# Your instructions:
Your response should contain every line from the data below that holds the string "match".

- - -

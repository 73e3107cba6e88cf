use axum::{
    http::StatusCode,
    response::{IntoResponse, Response},
    Json,
};
use serde_json::json;
use thiserror::Error;

use crate::key_store::KeyStoreError;
use crate::llm_client::{ErrorKind, GatewayError};
use crate::orchestrator::RetryError;
use crate::personas::PersonaError;

/// Application-level error type.
/// Implements `IntoResponse` so Axum handlers can return `Result<T, AppError>`.
#[derive(Debug, Error)]
pub enum AppError {
    #[error("Not found: {0}")]
    NotFound(String),

    #[error("Validation error: {0}")]
    Validation(String),

    #[error("Unprocessable entity: {0}")]
    UnprocessableEntity(String),

    #[error("Conflict: {0}")]
    Conflict(String),

    #[error("Provider error: {0}")]
    Gateway(#[from] GatewayError),

    #[error("Internal server error: {0}")]
    Internal(#[from] anyhow::Error),
}

impl From<KeyStoreError> for AppError {
    fn from(e: KeyStoreError) -> Self {
        match e {
            KeyStoreError::EmptyKey | KeyStoreError::UnsupportedModel { .. } => {
                AppError::Validation(e.to_string())
            }
            KeyStoreError::Storage(inner) => AppError::Internal(inner),
        }
    }
}

impl From<RetryError> for AppError {
    fn from(e: RetryError) -> Self {
        match e {
            RetryError::UnknownPersona(_) => AppError::NotFound(e.to_string()),
            RetryError::NotTerminal { .. } | RetryError::ShutDown => {
                AppError::Conflict(e.to_string())
            }
            RetryError::MissingCredential(_) => AppError::UnprocessableEntity(e.to_string()),
        }
    }
}

impl From<PersonaError> for AppError {
    fn from(e: PersonaError) -> Self {
        AppError::Validation(e.to_string())
    }
}

/// Status and machine-readable code for a classified provider failure.
pub fn gateway_status(kind: ErrorKind) -> (StatusCode, &'static str) {
    match kind {
        ErrorKind::MissingCredential => (StatusCode::UNPROCESSABLE_ENTITY, "MISSING_CREDENTIAL"),
        ErrorKind::Unauthorized => (StatusCode::UNAUTHORIZED, "PROVIDER_UNAUTHORIZED"),
        ErrorKind::QuotaExceeded => (StatusCode::TOO_MANY_REQUESTS, "QUOTA_EXCEEDED"),
        ErrorKind::ModelNotFound => (StatusCode::NOT_FOUND, "MODEL_NOT_FOUND"),
        ErrorKind::NetworkError => (StatusCode::BAD_GATEWAY, "NETWORK_ERROR"),
        ErrorKind::UpstreamError => (StatusCode::BAD_GATEWAY, "UPSTREAM_ERROR"),
        ErrorKind::Cancelled => (StatusCode::SERVICE_UNAVAILABLE, "CANCELLED"),
    }
}

impl IntoResponse for AppError {
    fn into_response(self) -> Response {
        let (status, code, message) = match &self {
            AppError::NotFound(msg) => (StatusCode::NOT_FOUND, "NOT_FOUND", msg.clone()),
            AppError::Validation(msg) => (StatusCode::BAD_REQUEST, "VALIDATION_ERROR", msg.clone()),
            AppError::UnprocessableEntity(msg) => (
                StatusCode::UNPROCESSABLE_ENTITY,
                "UNPROCESSABLE_ENTITY",
                msg.clone(),
            ),
            AppError::Conflict(msg) => (StatusCode::CONFLICT, "CONFLICT", msg.clone()),
            AppError::Gateway(e) => {
                tracing::warn!("Provider error: {e}");
                let (status, code) = gateway_status(e.kind);
                (status, code, e.message.clone())
            }
            AppError::Internal(e) => {
                tracing::error!("Internal error: {e:?}");
                (
                    StatusCode::INTERNAL_SERVER_ERROR,
                    "INTERNAL_ERROR",
                    "An internal server error occurred".to_string(),
                )
            }
        };

        let body = Json(json!({
            "error": {
                "code": code,
                "message": message
            }
        }));

        (status, body).into_response()
    }
}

- - -

# Solution to the problem:
        match e {
        match e {
    match kind {
        let (status, code, message) = match &self {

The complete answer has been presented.